Joseph M Gaballa ¹ Caley Valdez ¹ Douglas G Mack ¹ Faiz Minhajuddin ¹ Masoom Raza ¹ TABREZ A MOHAMMAD ² Allison Martin ¹ Andrew Getahun ¹ Charles Dinarello ¹ Andrew P. Fontenot ¹ Shaikh Muhammad Atif ^1*

• ¹ Department of Medicine, University of Colorado Anschutz Medical Campus, Aurora, United States
• ² Amgen Inc - SSF, South San Francisco, California, United States

Chronic beryllium disease (CBD) is a debilitating pulmonary disorder that occurs due to persistent exposure to beryllium (Be) particles in the workplace. Be-exposure causes activation of the innate immune system, resulting in the secretion of interleukins and chemokines that drive the accumulation of B and T cells in the lungs. However, the mechanisms by which innate molecules influence the recruitment of B cells and B cell-mediated protection in CBD are poorly understood.In this study, we employed multiple approaches to examine the role of innate immune signaling and CD4 + T cells in B cell recruitment and function in the lungs.
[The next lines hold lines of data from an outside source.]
//! Integration tests for the BoostedLabs storefront.
//!
//! The full router runs in-process against [`MemoryStore`], [`FakePayments`],
//! [`FakeAssistant`] and [`FakeMailer`], so the tests need neither a
//! database nor network access.
//!
//! # Running Tests
//!
//! ```bash
//! cargo test -p boostedlabs-integration-tests
//! ```

pub mod fakes;
pub mod memory;

use std::sync::Arc;
use std::time::Duration;

use axum::Router;
use axum::body::{Body, to_bytes};
use axum::http::{HeaderMap, Method, Request, StatusCode, header};
use jsonwebtoken::{EncodingKey, Header, encode};
use rust_decimal::Decimal;
use secrecy::SecretString;
use serde_json::{Value, json};
use tower::ServiceExt;

use boostedlabs_core::checkout::CommerceSettings;
use boostedlabs_core::{Money, OrderId, ProductCategory, UserId};
use boostedlabs_storefront::config::{OpenAiConfig, StorefrontConfig, StripeConfig};
use boostedlabs_storefront::db::CatalogStore;
use boostedlabs_storefront::models::{NewProduct, Product};
use boostedlabs_storefront::state::AppState;
use boostedlabs_storefront::{RateLimits, app};

pub use fakes::{FakeAssistant, FakeMailer, FakePayments, WEBHOOK_SECRET};
pub use memory::MemoryStore;

/// Secret the fake auth service signs access tokens with.
pub const JWT_SECRET: &str = "jwt_test_P5sL2vQ9nX4rT8wK1mB6";

/// Reply returned by the fake assistant.
pub const ASSISTANT_REPLY: &str = "Try our creatine, it's on sale.";

pub const FRONTEND_URL: &str = "https://shop.example.test";
pub const BASE_URL: &str = "https://api.example.test";

/// Configuration pointing at nothing real.
#[must_use]
pub fn test_config() -> StorefrontConfig {
    StorefrontConfig {
        database_url: SecretString::from("postgres://unused".to_string()),
        host: [127, 0, 0, 1].into(),
        port: 0,
        trusted_proxies: Vec::new(),
        base_url: BASE_URL.to_string(),
        frontend_url: FRONTEND_URL.to_string(),
        link_signing_secret: SecretString::from("link_test_H7dF3kW9pZ2xC5vN8qR1".to_string()),
        cancel_link_ttl: Duration::from_secs(24 * 3600),
        auth_jwt_secret: SecretString::from(JWT_SECRET.to_string()),
        stripe: StripeConfig {
            secret_key: SecretString::from("sk_test_unused".to_string()),
            webhook_secret: SecretString::from(WEBHOOK_SECRET.to_string()),
            api_base: "http://127.0.0.1:9".to_string(),
            success_path: "/payment/success".to_string(),
            cancel_path: "/payment/cancel".to_string(),
            currency: "usd".to_string(),
            timeout: Duration::from_secs(1),
        },
        openai: OpenAiConfig {
            api_key: None,
            api_base: "http://127.0.0.1:9".to_string(),
            model: "gpt-4o-mini".to_string(),
        },
        email: None,
        commerce: CommerceSettings::default(),
        sentry_dsn: None,
        sentry_environment: None,
    }
}

/// Amount from a decimal literal such as `"90.00"`.
///
/// # Panics
///
/// Panics on a malformed literal.
#[must_use]
pub fn money(amount: &str) -> Money {
    Money::new(amount.parse::<Decimal>().expect("valid decimal literal"))
}

/// A response with its body decoded.
#[derive(Debug)]
pub struct TestResponse {
    pub status: StatusCode,
    pub headers: HeaderMap,
    /// JSON body, a JSON string for text bodies, `null` when empty.
    pub body: Value,
}

impl TestResponse {
    /// The `error` message of an error body.
    #[must_use]
    pub fn error(&self) -> &str {
        self.body["error"].as_str().unwrap_or_default()
    }

    #[must_use]
    pub fn header(&self, name: &str) -> Option<&str> {
        self.headers.get(name).and_then(|v| v.to_str().ok())
    }
}

/// The storefront router wired to in-memory collaborators.
pub struct TestApp {
    pub router: Router,
    pub store: Arc<MemoryStore>,
    pub payments: Arc<FakePayments>,
    pub assistant: Arc<FakeAssistant>,
    pub mailer: Arc<FakeMailer>,
    pub config: StorefrontConfig,
}

impl Default for TestApp {
    fn default() -> Self {
        Self::new()
    }
}

impl TestApp {
    #[must_use]
    pub fn new() -> Self {
        let config = test_config();
        let store = Arc::new(MemoryStore::new());
        let payments = Arc::new(FakePayments::default());
        let assistant = Arc::new(FakeAssistant::new(ASSISTANT_REPLY));
        let mailer = Arc::new(FakeMailer::default());

        let state = AppState::new(
            config.clone(),
            store.clone(),
            payments.clone(),
            assistant.clone(),
            mailer.clone(),
        );

        Self {
            router: app(state, RateLimits::Disabled),
            store,
            payments,
            assistant,
            mailer,
            config,
        }
    }

    /// Insert a product priced at `price` with no discount.
    ///
    /// # Panics
    ///
    /// Panics if the store rejects the product.
    pub async fn product(&self, category: ProductCategory, name: &str, price: &str) -> Product {
        self.product_with(NewProduct {
            category,
            name: name.to_string(),
            initial_price: money(price),
            discounted_price: money(price),
            description: String::new(),
            available_sizes: Vec::new(),
            available_colors: Vec::new(),
            stripe_price_id: None,
            stripe_subscription_price_id: None,
        })
        .await
    }

    /// # Panics
    ///
    /// Panics if the store rejects the product.
    pub async fn product_with(&self, product: NewProduct) -> Product {
        self.store
            .insert_product(&product)
            .await
            .expect("in-memory insert succeeds")
    }

    /// An access token for `user_id` as the auth service would issue it.
    ///
    /// # Panics
    ///
    /// Panics if the token cannot be encoded.
    #[must_use]
    pub fn token(user_id: i64) -> String {
        let claims = json!({
            "user_id": user_id,
            "username": format!("shopper{user_id}"),
            "token_type": "access",
            "exp": chrono::Utc::now().timestamp() + 3600,
        });
        encode(
            &Header::default(),
            &claims,
            &EncodingKey::from_secret(JWT_SECRET.as_bytes()),
        )
        .expect("token encodes")
    }

    #[must_use]
    pub const fn user(user_id: i64) -> UserId {
        UserId::new(user_id)
    }

    /// Send a request through the router.
    ///
    /// # Panics
    ///
    /// Panics if the request cannot be built or the body cannot be read.
    pub async fn send(
        &self,
        method: Method,
        uri: &str,
        token: Option<&str>,
        body: Option<&Value>,
    ) -> TestResponse {
        let mut builder = Request::builder().method(method).uri(uri);
        if let Some(token) = token {
            builder = builder.header(header::AUTHORIZATION, format!("Bearer {token}"));
        }
        let request = match body {
            Some(body) => builder
                .header(header::CONTENT_TYPE, "application/json")
                .body(Body::from(body.to_string())),
            None => builder.body(Body::empty()),
        }
        .expect("valid request");

        self.dispatch(request).await
    }

    /// Post a webhook body with the given `Stripe-Signature` header.
    ///
    /// # Panics
    ///
    /// Panics if the request cannot be built or the body cannot be read.
    pub async fn webhook(&self, payload: &str, signature: Option<&str>) -> TestResponse {
        let mut builder = Request::builder()
            .method(Method::POST)
            .uri("/webhooks/stripe")
            .header(header::CONTENT_TYPE, "application/json");
        if let Some(signature) = signature {
            builder = builder.header("stripe-signature", signature);
        }
        let request = builder
            .body(Body::from(payload.to_string()))
            .expect("valid request");

        self.dispatch(request).await
    }

    async fn dispatch(&self, request: Request<Body>) -> TestResponse {
        let response = self
            .router
            .clone()
            .oneshot(request)
            .await
            .expect("router is infallible");

        let status = response.status();
        let headers = response.headers().clone();
        let bytes = to_bytes(response.into_body(), usize::MAX)
            .await
            .expect("body is readable");
        let body = if bytes.is_empty() {
            Value::Null
        } else {
            serde_json::from_slice(&bytes)
                .unwrap_or_else(|_| Value::String(String::from_utf8_lossy(&bytes).into_owned()))
        };

        TestResponse {
            status,
            headers,
            body,
        }
    }

    pub async fn get(&self, uri: &str, token: Option<&str>) -> TestResponse {
        self.send(Method::GET, uri, token, None).await
    }

    pub async fn post(&self, uri: &str, token: Option<&str>, body: &Value) -> TestResponse {
        self.send(Method::POST, uri, token, Some(body)).await
    }

    pub async fn post_empty(&self, uri: &str, token: Option<&str>) -> TestResponse {
        self.send(Method::POST, uri, token, None).await
    }

    pub async fn delete(&self, uri: &str, token: Option<&str>) -> TestResponse {
        self.send(Method::DELETE, uri, token, None).await
    }

    /// Put `quantity` of `product` in the user's cart and check out.
    ///
    /// # Panics
    ///
    /// Panics unless both requests succeed.
    pub async fn place_order(&self, user_id: i64, product: &Product, quantity: u32) -> PlacedOrder {
        let token = Self::token(user_id);
        let added = self
            .post(
                &format!("/products/{}/add-to-cart", product.id),
                Some(&token),
                &json!({ "quantity": quantity }),
            )
            .await;
        assert_eq!(added.status, StatusCode::OK, "add to cart: {:?}", added.body);

        let placed = self
            .post("/checkout", Some(&token), &json!({ "address": address() }))
            .await;
        assert_eq!(placed.status, StatusCode::CREATED, "checkout: {:?}", placed.body);

        let id = OrderId::new(placed.body["order"]["id"].as_i64().expect("order id"));
        let order = self.store.order(id).expect("order stored");
        let request = self
            .payments
            .requests()
            .into_iter()
            .find(|r| r.order_id == id)
            .expect("session requested");

        PlacedOrder {
            id,
            session_id: order.payment_session_id.expect("session recorded"),
            cancel_path: request
                .cancel_url
                .strip_prefix(BASE_URL)
                .expect("cancel link on the API host")
                .to_string(),
        }
    }
}

/// An order placed through [`TestApp::place_order`].
#[derive(Debug, Clone)]
pub struct PlacedOrder {
    pub id: OrderId,
    pub session_id: String,
    /// Path of the signed cancel link, relative to the API host.
    pub cancel_path: String,
}

/// A complete home address.
#[must_use]
pub fn address() -> Value {
    json!({
        "name": "Ada Lovelace",
        "phone": "+44 20 7946 0958",
        "address": "12 St James's Square, London",
        "type": "home",
    })
}

/// A `checkout.session.completed` event body.
#[must_use]
pub fn completed_event(session_id: &str, order_id: i64, subscription: Option<&str>) -> String {
    let mode = if subscription.is_some() {
        "subscription"
    } else {
        "payment"
    };
    json!({
        "id": "evt_test_1",
        "type": "checkout.session.completed",
        "data": {
            "object": {
                "id": session_id,
                "object": "checkout.session",
                "client_reference_id": order_id.to_string(),
                "mode": mode,
                "subscription": subscription,
                "metadata": { "order_id": order_id.to_string() },
            }
        }
    })
    .to_string()
}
We show that the absence or blocking of IL-1R1 signaling prevents the recruitment of B cells to the lungs of BeO-exposed mice. Additionally, we show that B cell recruitment to the lungs depends on the chemokine receptor, CXCR5, and CD4 + T cells. In BeO-exposed mice, lung B cells down-regulate IgM but showed an increased IgD and CD44 surface expression. Further, RNA sequencing of pulmonary tissue-specific B cells in CBD revealed distinct gene signatures compared to splenic B cells, with increased expression of pathways involved in antigen presentation, tight junction interactions, and interferon signaling. Overall, our study shows that B cell recruitment and aggregate formation during CBD depend on sequential activation of innate and adaptive immune responses.